→ Exercise directions
Search each line below for the word "Returns" and list those that contain it.

→ Extracted data entries
* * * * *
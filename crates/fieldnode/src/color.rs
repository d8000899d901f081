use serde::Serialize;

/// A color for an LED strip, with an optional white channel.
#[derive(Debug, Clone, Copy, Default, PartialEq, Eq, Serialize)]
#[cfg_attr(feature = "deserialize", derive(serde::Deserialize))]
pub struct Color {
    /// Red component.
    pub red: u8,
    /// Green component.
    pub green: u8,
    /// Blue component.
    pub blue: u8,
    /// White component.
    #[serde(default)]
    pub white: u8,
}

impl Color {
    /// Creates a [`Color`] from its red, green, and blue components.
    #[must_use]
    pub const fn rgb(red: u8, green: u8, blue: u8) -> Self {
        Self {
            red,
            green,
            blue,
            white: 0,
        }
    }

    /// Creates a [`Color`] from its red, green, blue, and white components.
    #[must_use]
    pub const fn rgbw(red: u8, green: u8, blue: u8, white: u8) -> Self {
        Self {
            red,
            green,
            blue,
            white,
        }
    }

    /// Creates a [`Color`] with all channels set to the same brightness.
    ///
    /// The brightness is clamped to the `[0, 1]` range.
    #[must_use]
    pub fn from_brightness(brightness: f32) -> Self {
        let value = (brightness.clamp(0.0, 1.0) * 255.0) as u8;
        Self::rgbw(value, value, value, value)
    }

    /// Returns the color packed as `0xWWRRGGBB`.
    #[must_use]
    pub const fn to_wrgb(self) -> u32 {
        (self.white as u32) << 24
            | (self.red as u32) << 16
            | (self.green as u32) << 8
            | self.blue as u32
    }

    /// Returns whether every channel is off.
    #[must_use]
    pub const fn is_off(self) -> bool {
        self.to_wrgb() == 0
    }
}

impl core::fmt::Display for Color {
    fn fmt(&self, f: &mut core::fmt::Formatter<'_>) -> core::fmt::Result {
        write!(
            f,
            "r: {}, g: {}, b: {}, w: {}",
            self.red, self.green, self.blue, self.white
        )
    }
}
* * * * *
→ Your response
    /// Returns the color packed as `0xWWRRGGBB`.
    /// Returns whether every channel is off.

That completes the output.